The online class is self-paced so that students can go through each section as much or as little as needed.  They can watch videos more than once as they cover each of the topics and concepts.  There are approximately thirteen hours of streaming video spread over four different modules - reading, math, science, and English.  One thing I would have liked to be included is writing instruction, but since it is an optional part of the test, that's probably why it is not addressed.
Within each of the modules, there is video instruction, practice questions, and answers with explanation to each of the practice questions.  Although we often hear about 'teaching to the test' in the educational community (and in a negative context), that's exactly what is happening in this course....ACT Mom is teaching students the test, and more importantly, how to take it.  In this case, it's a very good thing...especially for homeschooled students who haven't been exposed to nearly the amount of testing that students in government-run schools have.  In this case, teaching to the test is exactly what we want.

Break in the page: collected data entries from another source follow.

//! FTP client façade: one control channel plus the injected collaborators.
//!
//! Lifecycle: build with [`FtpClient::new`], optionally swap the TLS
//! provider, quirks, verifier or cancellation token, then `connect()`.
//! `directory.rs` and `file_ops.rs` add the higher-level operations.
//! For concurrent work, [`FtpClient::clone_connection`] opens another
//! session with the same configuration.

use crate::ftp::capabilities::{NoQuirks, ServerQuirks};
use crate::ftp::control::ControlChannel;
use crate::ftp::data_channel::DataChannel;
use crate::ftp::error::FtpResult;
use crate::ftp::tls::{RustlsProvider, TlsProvider};
use crate::ftp::transfer;
use crate::ftp::types::*;
use crate::ftp::verify::{ServerVerifier, VerificationProvider};
use std::sync::Arc;
use tokio_util::sync::CancellationToken;

/// A (possibly not yet connected) FTP session.
pub struct FtpClient {
    pub(crate) control: ControlChannel,
    pub(crate) verifier: Arc<dyn VerificationProvider>,
}

impl FtpClient {
    /// Client with the rustls provider, no quirks and the server verifier.
    pub fn new(config: FtpConnectionConfig) -> FtpResult<Self> {
        config.validate()?;
        let tls: Arc<dyn TlsProvider> = Arc::new(RustlsProvider::new(config.accept_invalid_certs)?);
        Ok(Self {
            control: ControlChannel::new(
                config,
                tls,
                Arc::new(NoQuirks),
                CancellationToken::new(),
            ),
            verifier: Arc::new(ServerVerifier),
        })
    }

    pub fn with_tls_provider(self, tls: Arc<dyn TlsProvider>) -> Self {
        self.rebuild(Some(tls), None)
    }

    pub fn with_quirks(self, quirks: Arc<dyn ServerQuirks>) -> Self {
        self.rebuild(None, Some(quirks))
    }

    pub fn with_verifier(mut self, verifier: Arc<dyn VerificationProvider>) -> Self {
        self.verifier = verifier;
        self
    }

    pub fn with_cancellation(mut self, cancel: CancellationToken) -> Self {
        self.control.set_cancel_token(cancel);
        self
    }

    fn rebuild(
        self,
        tls: Option<Arc<dyn TlsProvider>>,
        quirks: Option<Arc<dyn ServerQuirks>>,
    ) -> Self {
        let control = ControlChannel::new(
            self.control.config().clone(),
            tls.unwrap_or_else(|| self.control.tls_provider().clone()),
            quirks.unwrap_or_else(|| self.control.quirks().clone()),
            self.control.cancel_token().clone(),
        );
        Self {
            control,
            verifier: self.verifier,
        }
    }

    /// Connect and log in.
    pub async fn connect(&mut self) -> FtpResult<()> {
        self.control.connect().await
    }

    /// Build and connect in one step.
    pub async fn connect_with(config: FtpConnectionConfig) -> FtpResult<Self> {
        let mut client = Self::new(config)?;
        client.connect().await?;
        Ok(client)
    }

    /// Open a second, independent session with the same configuration and
    /// collaborators. The cancellation token is shared.
    pub async fn clone_connection(&self) -> FtpResult<Self> {
        let mut control = ControlChannel::new(
            self.control.config().clone(),
            self.control.tls_provider().clone(),
            self.control.quirks().clone(),
            self.control.cancel_token().clone(),
        );
        control.state_mut().epsv_not_supported = self.control.state().epsv_not_supported;
        control.connect().await?;
        log::debug!(
            "Cloned session {} into {}",
            self.control.session_id(),
            control.session_id()
        );
        Ok(Self {
            control,
            verifier: self.verifier.clone(),
        })
    }

    // ─── Pass-throughs ───────────────────────────────────────────

    pub async fn execute(&mut self, command: &str) -> FtpResult<FtpReply> {
        self.control.execute(command).await
    }

    /// Open a data channel for `command` in the configured mode.
    pub async fn open_data_channel(&mut self, command: &str, restart: u64) -> FtpResult<DataChannel> {
        let mode = self.control.config().data_channel_mode;
        transfer::open_data_channel(&mut self.control, mode, command, restart).await
    }

    /// Close a data channel and read the transfer's final reply.
    pub async fn close_data_channel(&mut self, channel: DataChannel) -> FtpResult<Option<FtpReply>> {
        channel.close(&mut self.control, false).await
    }

    pub async fn noop(&mut self) -> FtpResult<()> {
        self.control.noop().await.map(|_| ())
    }

    pub async fn pwd(&mut self) -> FtpResult<String> {
        self.control.get_working_directory().await
    }

    pub async fn cwd(&mut self, path: &str) -> FtpResult<()> {
        self.control.set_working_directory(path).await
    }

    pub async fn quit(&mut self) -> FtpResult<()> {
        self.control.quit().await
    }

    // ─── Accessors ───────────────────────────────────────────────

    pub fn id(&self) -> &str {
        self.control.session_id()
    }

    pub fn control(&mut self) -> &mut ControlChannel {
        &mut self.control
    }

    pub fn config(&self) -> &FtpConnectionConfig {
        self.control.config()
    }

    pub fn is_connected(&self) -> bool {
        self.control.is_connected()
    }

    pub fn cancel_token(&self) -> &CancellationToken {
        self.control.cancel_token()
    }

    pub fn session_info(&self) -> FtpSessionInfo {
        self.control.session_info()
    }
}

#[cfg(test)]
mod tests {
    use super::*;

    fn config() -> FtpConnectionConfig {
        FtpConnectionConfig {
            host: "127.0.0.1".into(),
            ..Default::default()
        }
    }

    #[test]
    fn new_rejects_invalid_config() {
        assert!(FtpClient::new(FtpConnectionConfig::default()).is_err());
        let client = FtpClient::new(config()).unwrap();
        assert!(!client.is_connected());
        assert_eq!(client.session_info().host, "127.0.0.1");
    }

    #[test]
    fn builder_keeps_cancellation() {
        let cancel = CancellationToken::new();
        let client = FtpClient::new(config())
            .unwrap()
            .with_cancellation(cancel.clone())
            .with_quirks(Arc::new(NoQuirks));
        cancel.cancel();
        assert!(client.cancel_token().is_cancelled());
    }
}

If you spend only an hour or two per week, it should take about twenty weeks to complete the entire course - all four modules.  However, for the student who is intensely preparing for an upcoming test, spending an hour or more per day, all of the material could be covered in four to five weeks.  During the review period, our son covered the entire reading module.  As he has already taken the ACT test in the past, but was planning to take it one more time, it will be interesting to see how much his score changes once he has completed all of the modules!

As an example of one of the lessons, she talks about how students should not infer...even when the problem says to infer.  Then she walks the students through how to figure out the answer to problems that indicate they require inference.  As a high school counselor, I think this course is really well done, broken down perfectly, and presented well for teens.  Take a peek inside with this short video!

The biggest problem we had with this program was the actual streaming, and this is really just a rual thing.  We try NOT to do streaming curricula because it's really hit or miss.  One week we have good internet; and then the next three we don't.  And sometimes we just don't have internet at all...bad or not.  For us to use the course, he had to pull up the video that morning and let it buffer most of the day, then play it in the afternoon.  (If you're younger than about 20, you may not understand 'buffering.')

My absolute favorite thing about this program is also one of the smallest components, but it's the little things that count, right?  When you register for the course, you also provide your mailing address, and this is because your student is going to receive a package.  This box includes a three-ring binder with a pencil case inside, along with sticky tabs, a dry-erase marker, and a cloth.  Why the box?  Also included is a complete, printed-out ACT test, with each page in an individual page protector.  This allows the student to practice taking the actual test, with the dry erase marker, and then go through the course and see why the marked answers are right or wrong.

Could I print out an ACT test for my son (which she has available in her freebies section)?  Sure.  But I probably wouldn't get around to it for a while, and I'm almost certainly not going to spend the time to put it into page protectors.  It's this extra touch that makes it usable by the student in a way that provides instant application, and she's taken the stress out of me having to gather materials by including it in the course.  It's also so great for teens because everything stays together, all in one place.

During the course sessions, the student works through a complete practice test.  The sessions are pre-recorded into bite-sized lessons followed by questions to test a student's understanding of the specific concept just taught.  It has the same laid back, practical feel of the in-person class as well as a teaching style that allows students to slowly build knowledge and confidence.  The student keeps a record of which problems are marked incorrectly so s/he can see WHY the answer is wrong and also to categorize which concepts need more attention and mastery.  Even as my son worked through the program, we were surprised to see that the majority of problems he missed fell under only one or two concepts that needed to be mastered.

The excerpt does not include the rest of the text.